China police shoot Tibetans, nun burns to death: group

Beijing, China - A Tibetan nun in China burned herself to death on Monday a day after police shot and wounded two Tibetan demonstrators, a group advocating Tibetan self-determination said, the latest protests against Chinese rule of the Himalayan region.

The self-immolation and the protests would appear to signal that anger is growing in Aba prefecture, a mainly ethnic Tibetan part of the southwestern province of Sichuan that has been the center of defiance of Chinese control.

Rights groups say the unrest could lead to a crackdown in Aba, which erupted in violence in March 2008 when Buddhist monks and other Tibetans loyal to the exiled Dalai Lama, their exiled religious leader, confronted police and troops.

The condition and whereabouts of the two protesters who were shot and wounded, Dawa and Druklo, were not known, the London-based Free Tibet group said.

The Foreign Ministry said it had not heard of the shootings by the police.

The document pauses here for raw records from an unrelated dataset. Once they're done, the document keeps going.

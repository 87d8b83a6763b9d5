//! Output writers - generate target text from trees.

#[cfg(feature = "write-tuff")]
pub mod tuff;

#[cfg(feature = "write-tuff")]
pub use tuff::{TUFF_WRITER, TuffGrammar, TuffWriter, tuff_grammar, write_tuff};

"Some organizations with political motives have been spreading rumors and it's not the first time that (they have used) this practice of misleading the public," the office of the ministry's spokesman said in a statement.

"We hope everyone treats such information with caution."

On Monday, a 20-year-old nun, Tenzin Wangmo, set fire to herself outside a nunnery in the same region, the ninth self-immolation this year in Tibetan parts of China, Free Tibet said.

The nun had called for religious freedom in Tibet and for the return of the Dalai Lama as she set herself alight, the Free Tibet group said.

Her death comes seven months after a Tibetan Buddhist monk, Phuntsog, 21, from the restive Kirti monastery, burned himself to death. As a result, security forces detained about 300 monks for a month.

"INSTIGATED"

Foreign Ministry spokesman Liu Weimin last week criticized the Dalai Lama for not only failing to denounce the self-immolations but for playing them up and even asking people to "follow the example.

He did not mention the Dalai Lama on Tuesday but said: "We believe that promoting and encouraging harm to life is immoral."

Nine ethnic Tibetans, eight of them from Aba prefecture, have burned themselves since March to protest against religious controls by the Chinese government, which labels the Dalai Lama a violent separatist.

The Nobel Peace Prize-winning Dalai Lama denies the accusation and says he wants autonomy and not independence for Tibet.

The state news agency Xinhua said, citing officials from Aba's religious affairs bureau, said exiles were being the self-immolation attempts.

"(They) showed signs of having been instigated by a clique jockeying for power in the overseas Tibetan community under the Dalai Lama," the news agency said.

Xinhua report quoted bureau head Song Tendargye as saying that the Tibetan community in Aba was "disgusted" that a former "living Buddha" of the Kirti monastery in Aba had led prayer services for those who had attempted self-immolation.

Free Tibet Director Stephanie Brigden said in a statement late on Monday her group had "grave concerns that greater force may be deployed if protests spread."

China has ruled Tibet with an iron fist since Communist troops marched in 1950.

But it rejects the criticism of rights groups and exiled Tibetans, saying its rule has bought much needed development to a poor and backward region.